I spoke with a knowledgeable Legislative Affairs fellow who shed further light on the Daines-Feinstein bill. To paraphrase him, it is nibbling around the edges, and the size of the issue requires a major ramping up of funding but that would involve.. appropriators. Similarly, Susan Jane Brown asked in her comment here “why don’t we all work to get the Forest Service the resources they need?” And of course that would be a solution.
Let’s just vision here.. we’re looking at an integrated effort (call it Living with Fire or whatever) across states, feds, counties, a push to harden homes, get better at evacuating, and strategically reducing fuels. We already have many people in communities working on the problem. We have State air quality folks involved. We have researchers who’ve analyzed the barriers. There are Prescribed Fire Councils. Insurance companies. County planners. And so on.. heck we don’t even know how much we are already spending working on this, and what all the different groups are doing. It would have to be an effort that is coordinated and comprehensive, and would require a great deal of funding over a long period of time. But perhaps we already tried that..
Vision: To safely and effectively extinguish fire when needed; use fire where allowable; manage our natural resources; and as a nation, to live with wildland fire.
The National Cohesive Wildland Fire Management Strategy is a strategic push to work collaboratively among all stakeholders and across all landscapes, using best science, to make meaningful progress towards the three goals: Resilient Landscapes Fire Adapted Communities Safe and Effective Wildfire Response.
Perhaps the Cohesive Strategy wasn’t wide enough in the diversity of groups represented, or didn’t have the right kind of political clout to make things happen?

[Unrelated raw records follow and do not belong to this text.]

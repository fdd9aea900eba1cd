//! Tests for building and querying expression trees

use modelparams_rs::expr::{Expr, NodeKind, Symbol};
use std::collections::HashMap;

#[test]
fn test_operator_overloads() {
    let x = Symbol::new("x");
    let y = Symbol::new("y");

    let e = (x.clone() + y.clone()) * 2;
    assert_eq!(e.kind(), NodeKind::Mul);
    assert_eq!(e.to_string(), "2*(x + y)");

    let e = x.clone() - y.clone();
    assert_eq!(e.kind(), NodeKind::Add);
    assert_eq!(e.to_string(), "x - y");

    let e = -Expr::from(x);
    assert!(e.has_minus_sign());
}

#[test]
fn test_queries() {
    let e = Expr::symbol("g") * (Expr::symbol("V") - Expr::symbol("E"));
    let names: Vec<String> = e.free_symbols().iter().map(|s| s.name().to_string()).collect();
    assert_eq!(names, vec!["E", "V", "g"]);
    assert_eq!(e.args().len(), 2);
    assert!(!e.is_atom());
    assert!(Expr::symbol("g").is_atom());
}

#[test]
fn test_substitution() {
    let e = Expr::symbol("a") * Expr::symbol("b");
    let mut mapping = HashMap::new();
    mapping.insert(Symbol::new("b"), Expr::symbol("c") + 1);
    let substituted = e.subs(&mapping);
    assert_eq!(substituted.to_string(), "a*(c + 1)");
}

#[test]
fn test_piecewise_requires_default() {
    let x = Expr::symbol("x");
    assert!(Expr::piecewise(vec![(Expr::from(1), x.clone().lt(0))]).is_err());

    let pw = Expr::piecewise(vec![
        (Expr::from(1), x.clone().lt(0)),
        (x.clone(), Expr::from(true)),
    ])
    .unwrap();
    assert_eq!(pw.kind(), NodeKind::Piecewise);
}

#[test]
fn test_serde_round_trip() {
    let e = Expr::func("exp", vec![Expr::symbol("t").negated()]) / Expr::symbol("tau");
    let json = serde_json::to_string(&e).unwrap();
    let back: Expr = serde_json::from_str(&json).unwrap();
    assert_eq!(back, e);
}
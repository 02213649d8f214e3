use std::time::Duration;

use reqwest::StatusCode;
use reqwest::blocking::Client;
use reqwest::header::{HeaderMap, HeaderValue, USER_AGENT};

use crate::config::PipelineConfig;
use crate::domain::{FailureReason, FetchOutcome, FetchTask};
use crate::error::PackError;

/// Transport for a single image download. Implementations make exactly one
/// attempt and report every problem as a [`FailureReason`].
pub trait ImageClient: Send + Sync {
    fn get(&self, url: &str) -> Result<Vec<u8>, FailureReason>;
}

#[derive(Clone)]
pub struct HttpImageClient {
    client: Client,
}

impl HttpImageClient {
    pub fn new(config: &PipelineConfig) -> Result<Self, PackError> {
        Self::with_timeout(&config.user_agent, config.timeout())
    }

    pub fn with_timeout(user_agent: &str, timeout: Duration) -> Result<Self, PackError> {
        let mut headers = HeaderMap::new();
        headers.insert(
            USER_AGENT,
            HeaderValue::from_str(user_agent)
                .map_err(|err| PackError::HttpClient(err.to_string()))?,
        );
        let client = Client::builder()
            .default_headers(headers)
            .timeout(timeout)
            .build()
            .map_err(|err| PackError::HttpClient(err.to_string()))?;
        Ok(Self { client })
    }
}

impl ImageClient for HttpImageClient {
    fn get(&self, url: &str) -> Result<Vec<u8>, FailureReason> {
        let response = self
            .client
            .get(url)
            .send()
            .map_err(|err| FailureReason::Transport(describe(&err)))?;

        let status = response.status();
        if status != StatusCode::OK {
            return Err(FailureReason::Status(status.as_u16()));
        }

        response
            .bytes()
            .map(|body| body.to_vec())
            .map_err(|err| FailureReason::Transport(describe(&err)))
    }
}

fn describe(err: &reqwest::Error) -> String {
    if err.is_timeout() {
        format!("request timed out: {err}")
    } else {
        err.to_string()
    }
}

/// Runs one task to its outcome. A task without a URL never reaches the pool,
/// but is still answered with a failure rather than a panic.
pub fn fetch_task(client: &dyn ImageClient, task: FetchTask) -> FetchOutcome {
    let sanitized_name = task.sanitized_name();
    let Some(source_url) = task.source_url else {
        return FetchOutcome::Failure {
            row_index: task.row_index,
            sanitized_name,
            source_url: String::new(),
            reason: FailureReason::Transport("missing URL".to_string()),
        };
    };

    tracing::debug!(row = task.row_index, url = %source_url, "fetching");
    match client.get(&source_url) {
        Ok(bytes) => FetchOutcome::Success {
            row_index: task.row_index,
            sanitized_name,
            bytes,
        },
        Err(reason) => FetchOutcome::Failure {
            row_index: task.row_index,
            sanitized_name,
            source_url,
            reason,
        },
    }
}

#[cfg(test)]
mod tests {
    use super::*;

    struct StaticClient(Result<Vec<u8>, FailureReason>);

    impl ImageClient for StaticClient {
        fn get(&self, _url: &str) -> Result<Vec<u8>, FailureReason> {
            self.0.clone()
        }
    }

    fn task(name: &str) -> FetchTask {
        FetchTask {
            row_index: 7,
            display_name: name.to_string(),
            source_url: Some("http://example.test/x.png".to_string()),
        }
    }

    #[test]
    fn success_carries_sanitized_name_and_body() {
        let outcome = fetch_task(&StaticClient(Ok(b"png".to_vec())), task("a/b"));
        assert_eq!(
            outcome,
            FetchOutcome::Success {
                row_index: 7,
                sanitized_name: crate::domain::SanitizedName::new("a_b"),
                bytes: b"png".to_vec(),
            }
        );
    }

    #[test]
    fn failure_keeps_url_and_reason() {
        let outcome = fetch_task(&StaticClient(Err(FailureReason::Status(503))), task("x"));
        match outcome {
            FetchOutcome::Failure {
                source_url, reason, ..
            } => {
                assert_eq!(source_url, "http://example.test/x.png");
                assert_eq!(reason, FailureReason::Status(503));
            }
            other => panic!("expected failure, got {other:?}"),
        }
    }

    #[test]
    fn task_without_url_fails_instead_of_panicking() {
        let mut task = task("x");
        task.source_url = None;
        let outcome = fetch_task(&StaticClient(Ok(Vec::new())), task);
        assert!(!outcome.is_success());
    }
}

Maybe the next Administration could set up some kind of bipartisan working group to review and improve/initiate a new strategy and budget requests. I am thinking of the Western Governors as leaders based on this Patty Limerick essay Where Bipartisanship Finds a Refuge: A Rendezvous with The Western Governors Association . Here’s the Lunch with Limerick recording with Patty interviewing Jim Ogsbury. For me it was a fun policy-geeky lunch.
“At WGA, ‘consensus bipartisan policy’ has not had a restful time of it. The Western Governors do not evade or avoid the hard issues that would fracture any conventional organization. Wildfire, water supply and drought, the divisions between the rural West and the urban West, the allocation of authority between the federal government and the states, and the reform of the Endangered Species Act: these are all issues that, in other venues of discussion, produce a high pitch of partisan noise. But when the Governors deal with these issues, they do not storm out of the room enraged with each other; instead, they stay in the room and figure out responses to these challenges that they can agree on. And then during breaks and during meals, they circulate and mingle and laugh at each other’s jokes (though, as with any human population, the jokes do vary a little in quality), and you cannot tell Democrats from Republicans.

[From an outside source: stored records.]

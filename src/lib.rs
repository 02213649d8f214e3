pub mod app;
pub mod archive;
pub mod config;
pub mod domain;
pub mod error;
pub mod fetcher;
pub mod ledger;
pub mod normalize;
pub mod output;
pub mod pool;
pub mod progress;
pub mod table;
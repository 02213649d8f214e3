use crate::domain::FetchTask;
use crate::error::PackError;
use crate::table::Table;

pub const ITEM_COLUMN: &str = "Item";
pub const URL_COLUMN: &str = "URL";

/// Data rows are numbered the way a spreadsheet shows them: row 1 is the
/// header, so the first data row is row 2.
const FIRST_DATA_ROW: u64 = 2;

#[derive(Debug, Clone, Copy, PartialEq, Eq)]
pub struct ColumnLayout {
    pub item: usize,
    pub url: usize,
}

impl ColumnLayout {
    pub fn locate(table: &Table) -> Result<Self, PackError> {
        let item = table.column(ITEM_COLUMN);
        let url = table.column(URL_COLUMN);
        match (item, url) {
            (Some(item), Some(url)) => Ok(Self { item, url }),
            _ => {
                let missing = [(ITEM_COLUMN, item), (URL_COLUMN, url)]
                    .into_iter()
                    .filter(|(_, index)| index.is_none())
                    .map(|(name, _)| name.to_string())
                    .collect();
                Err(PackError::MissingColumns(missing))
            }
        }
    }
}

#[derive(Debug, Clone, Default, PartialEq, Eq)]
pub struct Normalized {
    pub tasks: Vec<FetchTask>,
    pub skipped: usize,
}

/// Turns table rows into fetch tasks. Rows without a URL are skipped silently;
/// they are not failures and do not count toward the run total.
pub fn normalize_rows(table: &Table, layout: ColumnLayout) -> Normalized {
    let mut normalized = Normalized::default();

    for position in 0..table.len() {
        let row_index = position as u64 + FIRST_DATA_ROW;
        let url = table
            .cell(position, layout.url)
            .map(str::trim)
            .filter(|url| !url.is_empty());
        let Some(url) = url else {
            tracing::debug!(row = row_index, "no URL, skipping row");
            normalized.skipped += 1;
            continue;
        };

        let display_name = table
            .cell(position, layout.item)
            .map(str::trim)
            .filter(|name| !name.is_empty())
            .map(str::to_string)
            // Blank names get a row label instead of an empty or "nan" file name.
            .unwrap_or_else(|| format!("row-{row_index}"));

        normalized.tasks.push(FetchTask {
            row_index,
            display_name,
            source_url: Some(url.to_string()),
        });
    }

    normalized
}
use std::collections::HashMap;
use std::io::{self, Read, Seek, Write};

use zip::write::SimpleFileOptions;
use zip::{CompressionMethod, ZipArchive, ZipWriter};

use crate::domain::ArchiveEntry;
use crate::error::PackError;

/// Single-owner ZIP writer for one run.
///
/// ZIP members must have unique names, so entries are staged by name and
/// encoded on [`ArchiveWriter::finish`]. Adding a name twice replaces the
/// earlier bytes in place: the last write wins.
///
/// Every image body stays in memory until `finish`, whatever the sink is, so
/// peak memory grows with the total size of the successful downloads.
pub struct ArchiveWriter<W: Write + Seek> {
    sink: W,
    entries: Vec<ArchiveEntry>,
    positions: HashMap<String, usize>,
}

impl<W: Write + Seek> ArchiveWriter<W> {
    pub fn new(sink: W) -> Self {
        Self {
            sink,
            entries: Vec::new(),
            positions: HashMap::new(),
        }
    }

    /// Returns `true` when `name` replaced an earlier entry.
    pub fn add(&mut self, name: String, bytes: Vec<u8>) -> bool {
        if let Some(&position) = self.positions.get(&name) {
            tracing::warn!(entry = %name, "archive entry name collision, keeping the later image");
            self.entries[position].bytes = bytes;
            return true;
        }
        self.positions.insert(name.clone(), self.entries.len());
        self.entries.push(ArchiveEntry { name, bytes });
        false
    }

    pub fn len(&self) -> usize {
        self.entries.len()
    }

    pub fn is_empty(&self) -> bool {
        self.entries.is_empty()
    }

    /// Encodes every staged entry and seals the container.
    pub fn finish(self) -> Result<W, PackError> {
        let options = SimpleFileOptions::default().compression_method(CompressionMethod::Deflated);
        let mut zip = ZipWriter::new(self.sink);
        for entry in &self.entries {
            zip.start_file(entry.name.as_str(), options)
                .map_err(|err| PackError::Archive(format!("{}: {err}", entry.name)))?;
            zip.write_all(&entry.bytes)
                .map_err(|err| PackError::Archive(format!("{}: {err}", entry.name)))?;
        }
        zip.finish()
            .map_err(|err| PackError::Archive(err.to_string()))
    }
}

/// Reads every member of a finished archive back and returns the names in
/// stored order.
pub fn verify_archive<R: Read + Seek>(reader: R) -> Result<Vec<String>, PackError> {
    let mut archive = ZipArchive::new(reader).map_err(|err| PackError::Archive(err.to_string()))?;

    let mut names = Vec::with_capacity(archive.len());
    for i in 0..archive.len() {
        let mut entry = archive
            .by_index(i)
            .map_err(|err| PackError::Archive(err.to_string()))?;
        if entry.is_dir() {
            continue;
        }
        io::copy(&mut entry, &mut io::sink())
            .map_err(|err| PackError::Archive(format!("{}: {err}", entry.name())))?;
        names.push(entry.name().to_string());
    }
    Ok(names)
}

“That insightful Supreme Court Justice Louis Brandeis once said that the states are ‘the laboratories of democracy.’ So if you pay attention to the work of the WGA, you will see that Justice Brandeis got that right, and a good share of the experiments conducted in these laboratories have been maintaining democracy’s heartbeat.”

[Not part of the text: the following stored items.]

use std::io::{Seek, Write};
use std::sync::Arc;

use serde::Serialize;

use crate::archive::ArchiveWriter;
use crate::config::PipelineConfig;
use crate::domain::{FailureRecord, FetchOutcome, FetchTask};
use crate::error::PackError;
use crate::fetcher::ImageClient;
use crate::ledger::{DisplayRow, ExportRow, FailureLedger};
use crate::normalize::{ColumnLayout, normalize_rows};
use crate::pool::WorkerPool;
use crate::progress::{FailureNotice, ProgressSink, ProgressState, ProgressTracker};
use crate::table::Table;

#[derive(Debug, Clone, Copy, PartialEq, Eq, Serialize)]
#[serde(rename_all = "lowercase")]
pub enum RunState {
    Idle,
    Validating,
    Running,
    Completed,
}

#[derive(Debug, Clone, Serialize)]
pub struct FailureReport {
    pub export: Vec<ExportRow>,
    pub display: Vec<DisplayRow>,
}

#[derive(Debug, Clone, Serialize)]
pub struct RunSummary {
    pub total: usize,
    pub skipped: usize,
    pub success_count: usize,
    pub failure_count: usize,
    pub archive_entries: usize,
    pub started_at: String,
    pub finished_at: String,
    pub failures: Option<FailureReport>,
}

/// What a completed run hands back: the sealed archive sink and its summary.
#[derive(Debug)]
pub struct RunReport<W> {
    pub archive: W,
    pub summary: RunSummary,
}

/// Drives one run at a time: validate the table, fan the tasks out over the
/// worker pool, and route each outcome to the archive or the failure ledger.
///
/// The ledger and progress of the last run stay on the `App` until the next
/// [`App::run`] resets them.
pub struct App<C: ImageClient + 'static> {
    config: PipelineConfig,
    client: Arc<C>,
    pool: WorkerPool,
    state: RunState,
    ledger: FailureLedger,
    progress: ProgressTracker,
}

impl<C: ImageClient + 'static> App<C> {
    pub fn new(config: PipelineConfig, client: C) -> Self {
        let pool = WorkerPool::new(config.concurrency);
        Self {
            config,
            client: Arc::new(client),
            pool,
            state: RunState::Idle,
            ledger: FailureLedger::new(),
            progress: ProgressTracker::default(),
        }
    }

    pub fn state(&self) -> RunState {
        self.state
    }

    pub fn ledger(&self) -> &FailureLedger {
        &self.ledger
    }

    pub fn progress(&self) -> ProgressState {
        self.progress.state()
    }

    pub fn config(&self) -> &PipelineConfig {
        &self.config
    }

    pub fn run<W: Write + Seek>(
        &mut self,
        table: &Table,
        archive_sink: W,
        sink: &dyn ProgressSink,
    ) -> Result<RunReport<W>, PackError> {
        let started_at = iso_timestamp();
        self.state = RunState::Validating;
        let layout = match ColumnLayout::locate(table) {
            Ok(layout) => layout,
            Err(err) => {
                self.state = RunState::Idle;
                return Err(err);
            }
        };

        self.ledger.reset();
        let normalized = normalize_rows(table, layout);
        let total = normalized.tasks.len();
        self.progress.reset(total);
        tracing::info!(
            tasks = total,
            skipped = normalized.skipped,
            workers = self.pool.concurrency(),
            "starting image fetch run"
        );

        self.state = RunState::Running;
        match self.drain(normalized.tasks, archive_sink, sink) {
            Ok((archive, success_count, archive_entries)) => {
                self.state = RunState::Completed;
                let failures = (!self.ledger.is_empty()).then(|| FailureReport {
                    export: self.ledger.export_rows(),
                    display: self.ledger.display_rows(),
                });
                tracing::info!(
                    succeeded = success_count,
                    failed = self.ledger.len(),
                    "image fetch run completed"
                );
                Ok(RunReport {
                    archive,
                    summary: RunSummary {
                        total,
                        skipped: normalized.skipped,
                        success_count,
                        failure_count: self.ledger.len(),
                        archive_entries,
                        started_at,
                        finished_at: iso_timestamp(),
                        failures,
                    },
                })
            }
            Err(err) => {
                self.state = RunState::Idle;
                Err(err)
            }
        }
    }

    fn drain<W: Write + Seek>(
        &mut self,
        tasks: Vec<FetchTask>,
        archive_sink: W,
        sink: &dyn ProgressSink,
    ) -> Result<(W, usize, usize), PackError> {
        let mut writer = ArchiveWriter::new(archive_sink);
        let client: Arc<dyn ImageClient> = self.client.clone();
        let completions = self.pool.submit(tasks, client)?;

        let mut success_count = 0usize;
        for outcome in completions {
            match outcome {
                FetchOutcome::Success {
                    sanitized_name,
                    bytes,
                    ..
                } => {
                    writer.add(sanitized_name.with_extension(&self.config.extension), bytes);
                    success_count += 1;
                }
                FetchOutcome::Failure {
                    row_index,
                    sanitized_name,
                    source_url,
                    reason,
                } => {
                    tracing::warn!(
                        row = row_index,
                        item = %sanitized_name,
                        reason = %reason,
                        "image fetch failed"
                    );
                    sink.warn(&FailureNotice {
                        row_index,
                        name: sanitized_name.as_str(),
                        reason: &reason,
                    });
                    self.ledger.record(FailureRecord {
                        row_index,
                        display_name: sanitized_name.as_str().to_string(),
                        source_url,
                        reason,
                    });
                }
            }
            if let Some(state) = self.progress.advance() {
                sink.progress(state);
            }
        }

        let archive_entries = writer.len();
        let archive = writer.finish()?;
        Ok((archive, success_count, archive_entries))
    }
}

fn iso_timestamp() -> String {
    chrono::Utc::now().to_rfc3339()
}

#[cfg(test)]
mod tests {
    use std::io::Cursor;

    use super::*;
    use crate::domain::FailureReason;
    use crate::progress::NoProgress;

    struct Echo;

    impl ImageClient for Echo {
        fn get(&self, url: &str) -> Result<Vec<u8>, FailureReason> {
            if url.ends_with("missing") {
                return Err(FailureReason::Status(404));
            }
            Ok(url.as_bytes().to_vec())
        }
    }

    fn table(rows: &[(&str, Option<&str>)]) -> Table {
        Table::new(
            vec!["Item".to_string(), "URL".to_string()],
            rows.iter()
                .map(|(item, url)| vec![Some(item.to_string()), url.map(str::to_string)])
                .collect(),
        )
    }

    #[test]
    fn missing_columns_returns_to_idle() {
        let mut app = App::new(PipelineConfig::default(), Echo);
        let table = Table::new(vec!["Item".to_string()], Vec::new());
        let err = app
            .run(&table, Cursor::new(Vec::new()), &NoProgress)
            .unwrap_err();
        assert!(err.is_precondition());
        assert_eq!(app.state(), RunState::Idle);
    }

    #[test]
    fn ledger_is_reset_between_runs() {
        let mut app = App::new(PipelineConfig::default(), Echo);
        let first = table(&[("a", Some("http://x/missing"))]);
        app.run(&first, Cursor::new(Vec::new()), &NoProgress).unwrap();
        assert_eq!(app.ledger().len(), 1);
        assert_eq!(app.state(), RunState::Completed);

        let second = table(&[("b", Some("http://x/b"))]);
        let report = app.run(&second, Cursor::new(Vec::new()), &NoProgress).unwrap();
        assert!(app.ledger().is_empty());
        assert!(report.summary.failures.is_none());
        assert_eq!(app.progress(), ProgressState { completed: 1, total: 1 });
    }
}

Conceivably, the bipartisan recommendations of the Western Governors could give those in Congress some political cover. Nevertheless, the problem IMHO with being US Congress-budget centric for problem resolution is that it tends to get bogged down in partisanship, and then disempowers the rest of us. And if we look at the FS and BLM recreation budgets.. asking for more money from the federal budget doesn’t necessarily work as a strategy.
It would be interesting to see what a diverse bipartisan group (with the requisite political clout) might come up with.
2 thoughts on “Should the Western Governors Take the Lead in “Living With Wildfires”?”
Getting the Forest Service the “resources it needs” might indirectly address one of the most polarizing aspects of the problem – the idea that national forest vegetation projects have to log bigger trees to provide revenue to make treatments viable and fund other restoration actions.
One observation of WGA based on my experience is that a lot of the “discussion” is at a technical problem-solving level with staff professionals, rather than the politicians themselves. Actually relying on facts and experts can depoliticize things.
I continue to think the “big tree” thing is a Region 1, 5 and 6 thing. Which is important because media outlets and universities tend to be coastal. But here in Colorado, not so much.
Yes, I agree and it is the folks working on the ground doing stuff that are involved, not so much professional pontificators.